ASSIGNMENT >> Below are records. Find each line in them that holds the word "tracing" and copy it.

EXCERPTED RECORDS >>
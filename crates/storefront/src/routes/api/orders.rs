//! Order and payment status endpoints.

use axum::{
    Json,
    extract::{Path, State},
    http::StatusCode,
};
use chrono::{DateTime, Utc};
use serde::{Deserialize, Serialize};
use tracing::instrument;

use emporium_core::api::ApiResponse;
use emporium_core::{Email, OrderStatus, PaymentStatus, ShippingMethodId};
use emporium_db::{Order, OrderItem, OrderRepository, ShippingAddress};

use crate::error::{ApiError, ApiResult, AppError};
use crate::routes::api::{ApiJson, ApiQuery};
use crate::routes::orders::find_order;
use crate::services::pricing::{LineRequest, price_order};
use crate::state::AppState;

/// Order placement request.
#[derive(Debug, Deserialize)]
pub struct CreateOrderRequest {
    pub email: String,
    pub items: Vec<LineRequest>,
    pub shipping_address: ShippingAddress,
    pub shipping_method_id: ShippingMethodId,
    #[serde(default)]
    pub coupon_code: Option<String>,
    #[serde(default)]
    pub notes: Option<String>,
}

/// An order with its lines.
#[derive(Debug, Serialize)]
pub struct OrderDetail {
    #[serde(flatten)]
    pub order: Order,
    pub items: Vec<OrderItem>,
}

/// Place an order. Pricing is the same as the checkout pages.
#[instrument(skip(state, request), fields(items = request.items.len()))]
pub async fn create(
    State(state): State<AppState>,
    ApiJson(request): ApiJson<CreateOrderRequest>,
) -> Result<(StatusCode, Json<ApiResponse<OrderDetail>>), ApiError> {
    let email = Email::parse(&request.email)
        .map_err(|e| AppError::BadRequest(format!("invalid email: {e}")))?;
    let address = request.shipping_address.normalized()?;

    let priced = price_order(
        state.pool(),
        &request.items,
        request.shipping_method_id,
        request.coupon_code.as_deref(),
        Utc::now(),
    )
    .await?;

    let notes = request
        .notes
        .map(|n| n.trim().to_string())
        .filter(|n| !n.is_empty());
    let repo = OrderRepository::new(state.pool());
    let order = repo
        .create_with_items(&priced.into_new_order(email, address, notes))
        .await?;
    let items = repo.items_for(order.id).await?;

    tracing::info!(
        order_number = %order.order_number,
        total = %order.total,
        "Order placed via API"
    );

    Ok((
        StatusCode::CREATED,
        Json(ApiResponse::ok(OrderDetail { order, items })),
    ))
}

/// Look up an order by number.
#[instrument(skip(state))]
pub async fn show(State(state): State<AppState>, Path(number): Path<String>) -> ApiResult<OrderDetail> {
    let (order, items) = find_order(&state, &number)
        .await?
        .ok_or_else(|| AppError::NotFound(format!("order {number}")))?;
    Ok(Json(ApiResponse::ok(OrderDetail { order, items })))
}

/// Query for the payment status endpoint.
#[derive(Debug, Deserialize)]
pub struct PaymentStatusQuery {
    pub order: String,
}

/// Payment state of an order.
#[derive(Debug, Serialize)]
pub struct PaymentStatusView {
    pub order_number: String,
    pub payment_status: PaymentStatus,
    pub status: OrderStatus,
    pub paid_at: Option<DateTime<Utc>>,
}

impl From<&Order> for PaymentStatusView {
    fn from(order: &Order) -> Self {
        Self {
            order_number: order.order_number.clone(),
            payment_status: order.payment_status,
            status: order.status,
            paid_at: order.paid_at,
        }
    }
}

/// Report whether an order has been paid.
#[instrument(skip(state))]
pub async fn payment_status(
    State(state): State<AppState>,
    ApiQuery(query): ApiQuery<PaymentStatusQuery>,
) -> ApiResult<PaymentStatusView> {
    let order = OrderRepository::new(state.pool())
        .get_by_number(query.order.trim())
        .await?
        .ok_or_else(|| AppError::NotFound(format!("order {}", query.order)))?;
    Ok(Json(ApiResponse::ok(PaymentStatusView::from(&order))))
}
//! Authentication extractors for admin.
//!
//! Page routes redirect anonymous visitors to the login form; `/api/`
//! routes answer with a JSON envelope instead.

use axum::{
    Json,
    extract::{FromRequestParts, OriginalUri},
    http::{StatusCode, request::Parts},
    response::{IntoResponse, Redirect, Response},
};
use tower_sessions::Session;

use emporium_core::api::ApiResponse;

use crate::models::{CurrentAdmin, session_keys};

/// Login page path.
pub const LOGIN_PATH: &str = "/auth/login";

/// Extractor that requires a signed-in back-office user (staff or admin).
///
/// # Example
///
/// ```rust,ignore
/// async fn protected_handler(
///     RequireAdminAuth(admin): RequireAdminAuth,
/// ) -> impl IntoResponse {
///     format!("Hello, {}!", admin.name)
/// }
/// ```
pub struct RequireAdminAuth(pub CurrentAdmin);

/// Extractor that requires a signed-in user allowed to write (`admin` role).
pub struct RequireWriteAccess(pub CurrentAdmin);

/// Why an authenticated route refused the request.
#[derive(Debug, Clone, Copy, PartialEq, Eq)]
pub enum AuthRejection {
    /// Redirect to login page (for HTML requests).
    RedirectToLogin,
    /// 401 envelope (for API requests).
    Unauthorized,
    /// Signed in, but the role may not do this.
    Forbidden { api: bool },
}

impl IntoResponse for AuthRejection {
    fn into_response(self) -> Response {
        match self {
            Self::RedirectToLogin => Redirect::to(LOGIN_PATH).into_response(),
            Self::Unauthorized => (
                StatusCode::UNAUTHORIZED,
                Json(ApiResponse::<()>::error("Authentication required")),
            )
                .into_response(),
            Self::Forbidden { api: true } => (
                StatusCode::FORBIDDEN,
                Json(ApiResponse::<()>::error("Your role is read-only")),
            )
                .into_response(),
            Self::Forbidden { api: false } => {
                (StatusCode::FORBIDDEN, "Your role is read-only").into_response()
            }
        }
    }
}

/// Nested routers strip their prefix from `uri`, so prefer the original.
fn is_api(parts: &Parts) -> bool {
    parts
        .extensions
        .get::<OriginalUri>()
        .map_or(&parts.uri, |original| &original.0)
        .path()
        .starts_with("/api/")
}

async fn current_admin(parts: &Parts) -> Result<CurrentAdmin, AuthRejection> {
    let missing = if is_api(parts) {
        AuthRejection::Unauthorized
    } else {
        AuthRejection::RedirectToLogin
    };

    // Set by SessionManagerLayer
    let session = parts.extensions.get::<Session>().ok_or(missing)?;

    session
        .get::<CurrentAdmin>(session_keys::CURRENT_ADMIN)
        .await
        .ok()
        .flatten()
        .filter(|admin| admin.role.can_access_admin())
        .ok_or(missing)
}

impl<S> FromRequestParts<S> for RequireAdminAuth
where
    S: Send + Sync,
{
    type Rejection = AuthRejection;

    async fn from_request_parts(parts: &mut Parts, _state: &S) -> Result<Self, Self::Rejection> {
        current_admin(parts).await.map(Self)
    }
}

impl<S> FromRequestParts<S> for RequireWriteAccess
where
    S: Send + Sync,
{
    type Rejection = AuthRejection;

    async fn from_request_parts(parts: &mut Parts, _state: &S) -> Result<Self, Self::Rejection> {
        let admin = current_admin(parts).await?;
        if !admin.can_write() {
            tracing::warn!(user_id = %admin.id, path = %parts.uri.path(), "Write refused for read-only role");
            return Err(AuthRejection::Forbidden { api: is_api(parts) });
        }
        Ok(Self(admin))
    }
}

/// Store the signed-in user in the session.
///
/// # Errors
///
/// Returns an error if the session cannot be modified.
pub async fn set_current_admin(
    session: &Session,
    admin: &CurrentAdmin,
) -> Result<(), tower_sessions::session::Error> {
    session.insert(session_keys::CURRENT_ADMIN, admin).await
}

/// Remove the signed-in user from the session (logout).
///
/// # Errors
///
/// Returns an error if the session cannot be modified.
pub async fn clear_current_admin(session: &Session) -> Result<(), tower_sessions::session::Error> {
    session
        .remove::<CurrentAdmin>(session_keys::CURRENT_ADMIN)
        .await?;
    Ok(())
}

#[cfg(test)]
#[allow(clippy::unwrap_used)]
mod tests {
    use axum::{
        Router,
        body::{Body, to_bytes},
        http::{Request, header},
        routing::get,
    };
    use tower::ServiceExt;
    use tower_sessions::{MemoryStore, SessionManagerLayer};

    use emporium_core::{Email, UserId, UserRole};

    use super::*;

    fn admin(role: UserRole) -> CurrentAdmin {
        CurrentAdmin {
            id: UserId::new(7),
            email: Email::parse("ops@example.org").unwrap(),
            name: "Ops".to_string(),
            role,
        }
    }

    /// Router whose `/login-as/{role}` route signs the caller in.
    fn app() -> Router {
        async fn login_as(
            session: Session,
            axum::extract::Path(role): axum::extract::Path<UserRole>,
        ) -> StatusCode {
            set_current_admin(&session, &admin(role)).await.unwrap();
            StatusCode::NO_CONTENT
        }

        Router::new()
            .route("/login-as/{role}", get(login_as))
            .route("/admin", get(|RequireAdminAuth(a): RequireAdminAuth| async move { a.name }))
            .route("/admin/write", get(|RequireWriteAccess(a): RequireWriteAccess| async move { a.name }))
            .route("/api/v1/admin/write", get(|RequireWriteAccess(a): RequireWriteAccess| async move { a.name }))
            .layer(SessionManagerLayer::new(MemoryStore::default()))
    }

    async fn cookie_for(app: &Router, role: &str) -> String {
        let response = app
            .clone()
            .oneshot(Request::builder().uri(format!("/login-as/{role}")).body(Body::empty()).unwrap())
            .await
            .unwrap();
        let set_cookie = response.headers().get(header::SET_COOKIE).unwrap().to_str().unwrap();
        set_cookie.split(';').next().unwrap().to_string()
    }

    fn get_with(uri: &str, cookie: Option<&str>) -> Request<Body> {
        let mut builder = Request::builder().uri(uri);
        if let Some(cookie) = cookie {
            builder = builder.header(header::COOKIE, cookie);
        }
        builder.body(Body::empty()).unwrap()
    }

    #[tokio::test]
    async fn test_anonymous_page_redirects_to_login() {
        let response = app().oneshot(get_with("/admin", None)).await.unwrap();
        assert!(response.status().is_redirection());
        assert_eq!(response.headers().get(header::LOCATION).unwrap(), LOGIN_PATH);
    }

    #[tokio::test]
    async fn test_anonymous_api_gets_401_envelope() {
        let response = app().oneshot(get_with("/api/v1/admin/write", None)).await.unwrap();
        assert_eq!(response.status(), StatusCode::UNAUTHORIZED);
        let body = to_bytes(response.into_body(), usize::MAX).await.unwrap();
        let json: serde_json::Value = serde_json::from_slice(&body).unwrap();
        assert_eq!(json["success"], false);
    }

    #[tokio::test]
    async fn test_staff_can_read_but_not_write() {
        let app = app();
        let cookie = cookie_for(&app, "staff").await;

        let response = app.clone().oneshot(get_with("/admin", Some(&cookie))).await.unwrap();
        assert_eq!(response.status(), StatusCode::OK);

        let response = app.clone().oneshot(get_with("/admin/write", Some(&cookie))).await.unwrap();
        assert_eq!(response.status(), StatusCode::FORBIDDEN);

        let response = app.oneshot(get_with("/api/v1/admin/write", Some(&cookie))).await.unwrap();
        assert_eq!(response.status(), StatusCode::FORBIDDEN);
    }

    #[tokio::test]
    async fn test_admin_can_write() {
        let app = app();
        let cookie = cookie_for(&app, "admin").await;
        let response = app.oneshot(get_with("/admin/write", Some(&cookie))).await.unwrap();
        assert_eq!(response.status(), StatusCode::OK);
    }

    #[tokio::test]
    async fn test_customer_session_is_not_admin() {
        let app = app();
        let cookie = cookie_for(&app, "customer").await;
        let response = app.oneshot(get_with("/admin", Some(&cookie))).await.unwrap();
        assert!(response.status().is_redirection());
    }
}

PROBLEM SOLUTION >>
use tracing::instrument;
    tracing::info!(
            tracing::warn!(user_id = %admin.id, path = %parts.uri.path(), "Write refused for read-only role");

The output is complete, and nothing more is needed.